Goal of the exercise:
Please transcribe the data that follows exactly, from its first line through the line that contains "trailing 's' if present.".

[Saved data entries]

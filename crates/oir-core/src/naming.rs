use heck::{ToLowerCamelCase, ToPascalCase};
use serde_json::Value;

/// Derive a camelCase operation name from HTTP method + path.
///
/// Examples:
/// - `GET /users` → `listUsers`
/// - `POST /users` → `createUsers`
/// - `GET /users/{userId}` → `getUser`
/// - `DELETE /users/{userId}` → `deleteUser`
/// - `GET /users/{userId}/messages` → `listUsersMessages`
pub fn route_to_name(method: &str, path: &str) -> String {
    let mut resource_parts: Vec<&str> = Vec::new();
    let mut ends_with_param = false;

    for seg in path.split('/').filter(|s| !s.is_empty()) {
        if seg.starts_with('{') && seg.ends_with('}') {
            ends_with_param = true;
        } else {
            resource_parts.push(seg);
            ends_with_param = false;
        }
    }

    let prefix = match method.to_ascii_uppercase().as_str() {
        "GET" if ends_with_param => "get".to_string(),
        "GET" => "list".to_string(),
        "POST" => "create".to_string(),
        "PUT" => "update".to_string(),
        "DELETE" => "delete".to_string(),
        "PATCH" => "patch".to_string(),
        other => other.to_lowercase(),
    };

    let mut name = prefix;
    for (i, part) in resource_parts.iter().enumerate() {
        let is_last = i == resource_parts.len() - 1;
        let word = if is_last && ends_with_param {
            singularize(part)
        } else {
            part.to_string()
        };
        name.push_str(&sanitize_identifier(&word).to_pascal_case());
    }
    name
}

/// Naive singularization: strips trailing 's' if present.
fn singularize(word: &str) -> String {
    if word.ends_with("ies") && word.len() > 3 {
        format!("{}y", &word[..word.len() - 3])
    } else if word.ends_with("ses") || word.ends_with("xes") || word.ends_with("zes") {
        word[..word.len() - 2].to_string()
    } else if word.ends_with('s') && !word.ends_with("ss") && word.len() > 1 {
        word[..word.len() - 1].to_string()
    } else {
        word.to_string()
    }
}

/// Keep alphanumeric runs, joined by `_`. Leading digits get a `_` prefix.
pub fn sanitize_identifier(name: &str) -> String {
    let mut result = String::with_capacity(name.len());
    let mut prev_was_separator = false;

    for ch in name.chars() {
        if ch.is_alphanumeric() {
            if result.is_empty() && ch.is_ascii_digit() {
                result.push('_');
            }
            if prev_was_separator && !result.is_empty() {
                result.push('_');
            }
            result.push(ch);
            prev_was_separator = false;
        } else {
            prev_was_separator = true;
        }
    }

    result
}

/// Name of a model nested in `parent` under `segment`, e.g. `Pet` + `owner`
/// → `PetOwner`.
pub fn child_name(parent: &str, segment: &str) -> String {
    format!("{parent}{}", sanitize_identifier(segment).to_pascal_case())
}

/// PascalCase form of an operation id, the prefix of synthesized models.
pub fn operation_model_name(operation_id: &str) -> String {
    sanitize_identifier(operation_id).to_pascal_case()
}

/// camelCase operation id, derived from the route when the document has none.
pub fn operation_id(explicit: Option<&str>, method: &str, path: &str) -> String {
    match explicit {
        Some(id) if !id.trim().is_empty() => id.to_string(),
        _ => route_to_name(method, path).to_lower_camel_case(),
    }
}

/// Entry name derived from an enum value: numbers become `_<value>`,
/// strings PascalCase.
pub fn enum_entry_name(value: &Value) -> String {
    match value {
        Value::Number(n) => format!("_{}", n.to_string().replace(['-', '.'], "_")),
        Value::String(s) => {
            let name = sanitize_identifier(s).to_pascal_case();
            if name.is_empty() {
                "Empty".to_string()
            } else if name.starts_with(|c: char| c.is_ascii_digit()) {
                format!("_{name}")
            } else {
                name
            }
        }
        Value::Bool(b) => b.to_string().to_pascal_case(),
        other => other.to_string().to_pascal_case(),
    }
}

#[cfg(test)]
mod tests {
    use super::*;
    use serde_json::json;

    #[test]
    fn test_route_to_name_list() {
        assert_eq!(route_to_name("GET", "/users"), "listUsers");
    }

    #[test]
    fn test_route_to_name_create() {
        assert_eq!(route_to_name("POST", "/users"), "createUsers");
    }

    #[test]
    fn test_route_to_name_get_single() {
        assert_eq!(route_to_name("GET", "/users/{userId}"), "getUser");
    }

    #[test]
    fn test_route_to_name_delete() {
        assert_eq!(route_to_name("delete", "/users/{userId}"), "deleteUser");
    }

    #[test]
    fn test_route_to_name_nested() {
        assert_eq!(
            route_to_name("GET", "/users/{userId}/messages/{messageId}"),
            "getUsersMessage"
        );
        assert_eq!(route_to_name("GET", "/users/{userId}/messages"), "listUsersMessages");
    }

    #[test]
    fn test_route_to_name_odd_segments() {
        assert_eq!(route_to_name("GET", "/"), "list");
        assert_eq!(route_to_name("OPTIONS", "/pet-store"), "optionsPetStore");
        assert_eq!(route_to_name("GET", "/categories/{id}"), "getCategory");
    }

    #[test]
    fn test_operation_id_prefers_explicit() {
        assert_eq!(operation_id(Some("findPets"), "GET", "/pets"), "findPets");
        assert_eq!(operation_id(Some("  "), "GET", "/pets"), "listPets");
        assert_eq!(operation_id(None, "GET", "/pets/{id}"), "getPet");
        assert_eq!(operation_model_name("find-pets_v2"), "FindPetsV2");
    }

    #[test]
    fn test_child_name() {
        assert_eq!(child_name("Pet", "owner"), "PetOwner");
        assert_eq!(child_name("Pet", "home_address"), "PetHomeAddress");
        assert_eq!(child_name("PetOwner", "Item"), "PetOwnerItem");
    }

    #[test]
    fn test_sanitize_identifier() {
        assert_eq!(sanitize_identifier("application/json"), "application_json");
        assert_eq!(sanitize_identifier("3dModel"), "_3dModel");
        assert_eq!(sanitize_identifier("--"), "");
    }

    #[test]
    fn test_enum_entry_names() {
        assert_eq!(enum_entry_name(&json!(1)), "_1");
        assert_eq!(enum_entry_name(&json!(-2.5)), "__2_5");
        assert_eq!(enum_entry_name(&json!("available")), "Available");
        assert_eq!(enum_entry_name(&json!("in-stock")), "InStock");
        assert_eq!(enum_entry_name(&json!("")), "Empty");
        assert_eq!(enum_entry_name(&json!(true)), "True");
    }
}
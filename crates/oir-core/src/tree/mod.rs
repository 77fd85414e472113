//! The generic document tree.
//!
//! Every loaded document (the root one and every externally referenced one)
//! lives in a single [`Tree`] arena. Nodes refer to their children by
//! [`NodeId`], so the reference resolver can make two slots share one child,
//! or make a child point back at one of its ancestors, without copying.
//! Identity of a schema is the identity of its node.

mod deserialize;
mod view;

use std::collections::{HashMap, HashSet};
use std::fmt;

use indexmap::IndexMap;
use serde::Serialize;
use serde_json::Value;

pub use deserialize::{Format, deserialize};
pub use view::NodeRef;

/// Handle of a node inside a [`Tree`].
#[derive(Debug, Clone, Copy, PartialEq, Eq, Hash, PartialOrd, Ord, Serialize)]
#[serde(transparent)]
pub struct NodeId(u32);

impl NodeId {
    pub fn index(self) -> usize {
        self.0 as usize
    }
}

impl fmt::Display for NodeId {
    fn fmt(&self, f: &mut fmt::Formatter<'_>) -> fmt::Result {
        write!(f, "node#{}", self.0)
    }
}

/// A reference whose target could not be reached.
#[derive(Debug, Clone, PartialEq, Eq)]
pub struct Dangling {
    /// The `$ref` string as written on this node.
    pub reference: String,
    /// The pointer that ultimately failed to resolve. For a chain of
    /// references this is the last link, not the first.
    pub target: String,
}

#[derive(Debug, Clone, PartialEq)]
pub enum Node {
    Null,
    Bool(bool),
    Number(serde_json::Number),
    String(String),
    Seq(Vec<NodeId>),
    Map(IndexMap<String, NodeId>),
    /// A `$ref` left behind by the resolver because its target is missing or
    /// the reference chain never reaches a concrete value.
    Unresolved(Dangling),
}

#[derive(Debug, Default)]
pub struct Tree {
    nodes: Vec<Node>,
    /// Overlay copy → the node it was copied from.
    overlays: HashMap<NodeId, NodeId>,
    /// Resolved reference node → its target.
    redirects: HashMap<NodeId, NodeId>,
    /// Map entries that held a `$ref` before resolution.
    reference_slots: HashSet<(NodeId, String)>,
}

impl Tree {
    pub fn new() -> Self {
        Self::default()
    }

    pub fn len(&self) -> usize {
        self.nodes.len()
    }

    pub fn is_empty(&self) -> bool {
        self.nodes.is_empty()
    }

    pub fn push(&mut self, node: Node) -> NodeId {
        let id = NodeId(self.nodes.len() as u32);
        self.nodes.push(node);
        id
    }

    pub fn node(&self, id: NodeId) -> &Node {
        &self.nodes[id.index()]
    }

    pub fn node_mut(&mut self, id: NodeId) -> &mut Node {
        &mut self.nodes[id.index()]
    }

    pub fn view(&self, id: NodeId) -> NodeRef<'_> {
        NodeRef::new(self, self.follow(id))
    }

    /// Insert a JSON value as a fresh subtree.
    pub fn insert_json(&mut self, value: &Value) -> NodeId {
        let node = match value {
            Value::Null => Node::Null,
            Value::Bool(b) => Node::Bool(*b),
            Value::Number(n) => Node::Number(n.clone()),
            Value::String(s) => Node::String(s.clone()),
            Value::Array(items) => {
                Node::Seq(items.iter().map(|item| self.insert_json(item)).collect())
            }
            Value::Object(map) => Node::Map(
                map.iter()
                    .map(|(k, v)| (k.clone(), self.insert_json(v)))
                    .collect(),
            ),
        };
        self.push(node)
    }

    /// The `$ref` string of a node that is still an unresolved reference map.
    pub fn ref_string(&self, id: NodeId) -> Option<&str> {
        match self.node(id) {
            Node::Map(map) => map.get("$ref").and_then(|r| match self.node(*r) {
                Node::String(s) => Some(s.as_str()),
                _ => None,
            }),
            _ => None,
        }
    }

    /// The node a resolved reference was replaced with, following chains.
    pub fn follow(&self, mut id: NodeId) -> NodeId {
        let mut hops = 0;
        while let Some(next) = self.redirects.get(&id) {
            if *next == id || hops > self.redirects.len() {
                break;
            }
            id = *next;
            hops += 1;
        }
        id
    }

    /// The canonical identity of a node: overlay copies report the node they
    /// were copied from.
    pub fn canonical(&self, id: NodeId) -> NodeId {
        let mut id = self.follow(id);
        let mut hops = 0;
        while let Some(origin) = self.overlays.get(&id) {
            if hops > self.overlays.len() {
                break;
            }
            id = self.follow(*origin);
            hops += 1;
        }
        id
    }

    pub fn is_overlay(&self, id: NodeId) -> bool {
        self.overlays.contains_key(&self.follow(id))
    }

    pub(crate) fn record_overlay(&mut self, copy: NodeId, origin: NodeId) {
        self.overlays.insert(copy, origin);
    }

    pub(crate) fn record_redirect(&mut self, reference: NodeId, target: NodeId) {
        if reference != target {
            self.redirects.insert(reference, target);
        }
    }

    pub(crate) fn record_reference_slot(&mut self, parent: NodeId, key: &str) {
        self.reference_slots.insert((parent, key.to_string()));
    }

    /// Whether `parent[key]` was written as a reference to another node.
    pub fn is_reference_slot(&self, parent: NodeId, key: &str) -> bool {
        self.reference_slots.contains(&(parent, key.to_string()))
    }

    /// Render a subtree back to JSON. Cycles are cut with `null`.
    pub fn to_json(&self, id: NodeId) -> Value {
        let mut stack = HashSet::new();
        self.to_json_inner(self.follow(id), &mut stack)
    }

    fn to_json_inner(&self, id: NodeId, stack: &mut HashSet<NodeId>) -> Value {
        if !stack.insert(id) {
            return Value::Null;
        }
        let value = match self.node(id) {
            Node::Null => Value::Null,
            Node::Bool(b) => Value::Bool(*b),
            Node::Number(n) => Value::Number(n.clone()),
            Node::String(s) => Value::String(s.clone()),
            Node::Seq(items) => Value::Array(
                items
                    .iter()
                    .map(|item| self.to_json_inner(self.follow(*item), stack))
                    .collect(),
            ),
            Node::Map(map) => Value::Object(
                map.iter()
                    .map(|(k, v)| (k.clone(), self.to_json_inner(self.follow(*v), stack)))
                    .collect(),
            ),
            Node::Unresolved(dangling) => {
                serde_json::json!({ "$ref": dangling.reference })
            }
        };
        stack.remove(&id);
        value
    }
}
//! Normalizes OpenAPI 2.0, 3.0 and 3.1 documents into one intermediate
//! representation.
//!
//! A parse runs in three stages: documents are loaded and deserialized into
//! a [`tree::Tree`], every `$ref` is resolved in place by
//! [`resolve::RefResolver`], and the [`normalize`] module turns the resolved
//! tree into entities stored in a [`repository::Repository`] and assembled
//! into an [`ir::Document`].

pub mod config;
pub mod diagnostics;
pub mod error;
pub mod ir;
pub mod load;
pub mod naming;
pub mod normalize;
pub mod parse;
pub mod repository;
pub mod resolve;
pub mod tree;

pub use config::ParseOptions;
pub use diagnostics::Diagnostic;
pub use error::ParseError;
pub use ir::Document;
pub use parse::{ParseOutput, from_json, from_location, from_location_with, from_yaml};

Response:
filename crates/oir-core/src/naming.rs
use heck::{ToLowerCamelCase, ToPascalCase};
use serde_json::Value;

/// Derive a camelCase operation name from HTTP method + path.
///
/// Examples:
/// - `GET /users` → `listUsers`
/// - `POST /users` → `createUsers`
/// - `GET /users/{userId}` → `getUser`
/// - `DELETE /users/{userId}` → `deleteUser`
/// - `GET /users/{userId}/messages` → `listUsersMessages`
pub fn route_to_name(method: &str, path: &str) -> String {
    let mut resource_parts: Vec<&str> = Vec::new();
    let mut ends_with_param = false;

    for seg in path.split('/').filter(|s| !s.is_empty()) {
        if seg.starts_with('{') && seg.ends_with('}') {
            ends_with_param = true;
        } else {
            resource_parts.push(seg);
            ends_with_param = false;
        }
    }

    let prefix = match method.to_ascii_uppercase().as_str() {
        "GET" if ends_with_param => "get".to_string(),
        "GET" => "list".to_string(),
        "POST" => "create".to_string(),
        "PUT" => "update".to_string(),
        "DELETE" => "delete".to_string(),
        "PATCH" => "patch".to_string(),
        other => other.to_lowercase(),
    };

    let mut name = prefix;
    for (i, part) in resource_parts.iter().enumerate() {
        let is_last = i == resource_parts.len() - 1;
        let word = if is_last && ends_with_param {
            singularize(part)
        } else {
            part.to_string()
        };
        name.push_str(&sanitize_identifier(&word).to_pascal_case());
    }
    name
}

/// Naive singularization: strips trailing 's' if present.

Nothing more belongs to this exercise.